- [Problem statement] Report every line of the material that contains the string "relate".
────────────────────────────────────────
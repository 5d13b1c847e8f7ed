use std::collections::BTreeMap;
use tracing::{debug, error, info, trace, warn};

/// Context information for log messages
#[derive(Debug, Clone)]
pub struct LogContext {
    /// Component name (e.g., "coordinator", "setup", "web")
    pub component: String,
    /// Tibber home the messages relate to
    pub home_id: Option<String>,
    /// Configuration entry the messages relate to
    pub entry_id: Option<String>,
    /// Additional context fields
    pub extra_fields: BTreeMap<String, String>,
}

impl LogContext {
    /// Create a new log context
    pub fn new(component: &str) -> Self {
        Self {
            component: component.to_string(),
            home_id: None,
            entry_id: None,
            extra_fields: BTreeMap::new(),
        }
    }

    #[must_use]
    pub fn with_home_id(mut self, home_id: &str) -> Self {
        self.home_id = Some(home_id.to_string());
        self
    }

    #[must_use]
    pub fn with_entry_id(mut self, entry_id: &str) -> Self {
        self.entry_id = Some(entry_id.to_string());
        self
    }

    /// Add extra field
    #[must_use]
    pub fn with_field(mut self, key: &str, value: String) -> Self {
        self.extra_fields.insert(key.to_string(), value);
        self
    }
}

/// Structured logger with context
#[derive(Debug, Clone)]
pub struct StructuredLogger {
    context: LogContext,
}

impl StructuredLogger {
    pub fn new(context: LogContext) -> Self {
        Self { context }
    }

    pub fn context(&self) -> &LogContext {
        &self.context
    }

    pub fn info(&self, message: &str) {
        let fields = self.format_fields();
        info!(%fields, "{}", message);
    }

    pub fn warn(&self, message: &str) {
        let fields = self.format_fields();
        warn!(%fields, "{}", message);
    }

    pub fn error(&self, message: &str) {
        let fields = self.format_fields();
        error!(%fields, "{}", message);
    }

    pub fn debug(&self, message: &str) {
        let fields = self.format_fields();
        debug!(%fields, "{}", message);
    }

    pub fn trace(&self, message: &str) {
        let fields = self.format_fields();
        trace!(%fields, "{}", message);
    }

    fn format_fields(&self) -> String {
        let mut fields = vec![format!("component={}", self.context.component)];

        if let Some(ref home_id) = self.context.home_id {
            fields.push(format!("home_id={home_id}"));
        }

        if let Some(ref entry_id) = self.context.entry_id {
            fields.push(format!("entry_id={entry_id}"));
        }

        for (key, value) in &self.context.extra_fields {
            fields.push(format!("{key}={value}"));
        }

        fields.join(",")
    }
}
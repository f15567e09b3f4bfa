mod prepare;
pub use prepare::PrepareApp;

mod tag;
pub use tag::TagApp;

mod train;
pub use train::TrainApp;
────────────────────────────────────────
- [Answer box]
    /// Tibber home the messages relate to
    /// Configuration entry the messages relate to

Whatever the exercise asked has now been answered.